[Records shown — start]

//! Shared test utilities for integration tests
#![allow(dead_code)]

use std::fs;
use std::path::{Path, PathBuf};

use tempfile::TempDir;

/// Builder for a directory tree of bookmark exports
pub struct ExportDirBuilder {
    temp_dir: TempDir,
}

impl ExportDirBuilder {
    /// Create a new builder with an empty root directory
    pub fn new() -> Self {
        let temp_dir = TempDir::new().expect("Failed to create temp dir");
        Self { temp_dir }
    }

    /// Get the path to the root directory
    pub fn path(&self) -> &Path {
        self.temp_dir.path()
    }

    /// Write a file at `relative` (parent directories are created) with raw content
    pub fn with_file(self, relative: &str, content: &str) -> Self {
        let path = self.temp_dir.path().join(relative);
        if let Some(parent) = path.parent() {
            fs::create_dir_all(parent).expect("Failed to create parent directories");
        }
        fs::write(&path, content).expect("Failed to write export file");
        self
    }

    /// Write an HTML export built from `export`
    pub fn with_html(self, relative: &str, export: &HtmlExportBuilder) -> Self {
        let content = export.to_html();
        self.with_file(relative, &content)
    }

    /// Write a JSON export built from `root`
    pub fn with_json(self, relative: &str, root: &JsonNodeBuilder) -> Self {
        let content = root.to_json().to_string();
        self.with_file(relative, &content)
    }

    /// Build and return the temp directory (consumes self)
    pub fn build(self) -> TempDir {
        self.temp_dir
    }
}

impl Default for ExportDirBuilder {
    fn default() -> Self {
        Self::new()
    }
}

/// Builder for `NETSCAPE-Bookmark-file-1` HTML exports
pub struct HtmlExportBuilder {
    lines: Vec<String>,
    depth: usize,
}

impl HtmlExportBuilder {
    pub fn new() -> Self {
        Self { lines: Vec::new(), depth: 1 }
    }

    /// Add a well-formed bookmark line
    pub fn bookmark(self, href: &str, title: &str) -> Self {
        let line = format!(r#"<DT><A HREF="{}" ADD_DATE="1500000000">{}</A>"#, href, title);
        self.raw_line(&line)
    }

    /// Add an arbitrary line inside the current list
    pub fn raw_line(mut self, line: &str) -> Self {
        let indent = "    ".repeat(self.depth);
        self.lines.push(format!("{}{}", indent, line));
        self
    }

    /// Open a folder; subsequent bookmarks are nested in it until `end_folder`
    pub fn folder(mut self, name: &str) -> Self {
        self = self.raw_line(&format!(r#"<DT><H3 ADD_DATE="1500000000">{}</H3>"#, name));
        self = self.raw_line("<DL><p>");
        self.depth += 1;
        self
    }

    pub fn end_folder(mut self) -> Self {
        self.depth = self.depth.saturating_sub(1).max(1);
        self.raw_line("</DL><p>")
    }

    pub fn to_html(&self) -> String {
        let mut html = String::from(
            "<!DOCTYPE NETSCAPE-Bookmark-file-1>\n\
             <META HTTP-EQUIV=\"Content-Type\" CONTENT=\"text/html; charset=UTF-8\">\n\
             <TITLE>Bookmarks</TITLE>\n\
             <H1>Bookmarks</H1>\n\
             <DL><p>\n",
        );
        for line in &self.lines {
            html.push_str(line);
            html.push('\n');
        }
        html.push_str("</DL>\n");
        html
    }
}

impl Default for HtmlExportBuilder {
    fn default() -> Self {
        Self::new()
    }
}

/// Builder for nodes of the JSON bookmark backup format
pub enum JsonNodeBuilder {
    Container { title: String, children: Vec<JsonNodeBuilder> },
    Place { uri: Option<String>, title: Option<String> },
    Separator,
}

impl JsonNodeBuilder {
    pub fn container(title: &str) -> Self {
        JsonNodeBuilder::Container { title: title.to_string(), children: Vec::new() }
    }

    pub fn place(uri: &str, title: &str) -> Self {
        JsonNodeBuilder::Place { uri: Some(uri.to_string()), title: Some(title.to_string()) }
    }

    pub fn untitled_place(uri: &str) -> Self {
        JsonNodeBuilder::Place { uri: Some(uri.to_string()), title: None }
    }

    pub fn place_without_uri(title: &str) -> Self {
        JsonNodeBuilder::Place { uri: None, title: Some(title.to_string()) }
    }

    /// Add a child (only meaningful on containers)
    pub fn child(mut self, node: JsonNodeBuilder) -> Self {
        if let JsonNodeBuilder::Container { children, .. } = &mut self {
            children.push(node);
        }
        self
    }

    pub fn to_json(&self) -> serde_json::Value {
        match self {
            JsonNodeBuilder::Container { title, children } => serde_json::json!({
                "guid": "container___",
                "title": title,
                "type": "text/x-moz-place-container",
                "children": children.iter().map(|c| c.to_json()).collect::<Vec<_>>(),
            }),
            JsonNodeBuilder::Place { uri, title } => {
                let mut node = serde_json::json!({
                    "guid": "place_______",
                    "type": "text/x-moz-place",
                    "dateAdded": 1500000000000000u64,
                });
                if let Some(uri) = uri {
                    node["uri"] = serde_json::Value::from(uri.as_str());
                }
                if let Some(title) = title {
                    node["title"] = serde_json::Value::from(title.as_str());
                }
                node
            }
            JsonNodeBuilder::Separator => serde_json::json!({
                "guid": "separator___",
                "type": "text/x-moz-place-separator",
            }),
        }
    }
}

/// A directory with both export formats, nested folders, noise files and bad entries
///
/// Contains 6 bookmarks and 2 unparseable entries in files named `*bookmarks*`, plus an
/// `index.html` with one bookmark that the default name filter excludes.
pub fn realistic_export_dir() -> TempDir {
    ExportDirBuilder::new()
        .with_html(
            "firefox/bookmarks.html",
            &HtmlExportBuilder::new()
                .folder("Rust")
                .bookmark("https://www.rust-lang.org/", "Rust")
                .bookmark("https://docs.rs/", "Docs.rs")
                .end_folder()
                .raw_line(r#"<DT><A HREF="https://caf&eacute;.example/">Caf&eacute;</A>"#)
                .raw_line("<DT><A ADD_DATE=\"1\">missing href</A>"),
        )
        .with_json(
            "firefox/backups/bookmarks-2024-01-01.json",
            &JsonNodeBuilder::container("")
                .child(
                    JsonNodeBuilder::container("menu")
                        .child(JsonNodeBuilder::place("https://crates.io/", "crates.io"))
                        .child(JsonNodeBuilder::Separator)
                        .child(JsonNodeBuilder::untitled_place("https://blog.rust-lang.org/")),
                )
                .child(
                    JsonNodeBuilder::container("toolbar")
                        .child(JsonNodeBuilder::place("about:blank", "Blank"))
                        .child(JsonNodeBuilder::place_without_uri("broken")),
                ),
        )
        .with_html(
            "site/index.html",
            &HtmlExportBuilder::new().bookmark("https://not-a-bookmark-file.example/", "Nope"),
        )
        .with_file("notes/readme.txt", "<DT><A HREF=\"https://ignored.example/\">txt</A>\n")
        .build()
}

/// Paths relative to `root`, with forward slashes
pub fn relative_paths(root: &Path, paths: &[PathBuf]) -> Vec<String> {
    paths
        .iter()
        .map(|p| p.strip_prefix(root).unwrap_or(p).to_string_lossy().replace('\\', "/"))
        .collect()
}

[Records shown — finish]

Work to be completed
For the word "firefox", report how many lines of the records contain it; respond with the number only.

Solved problem
2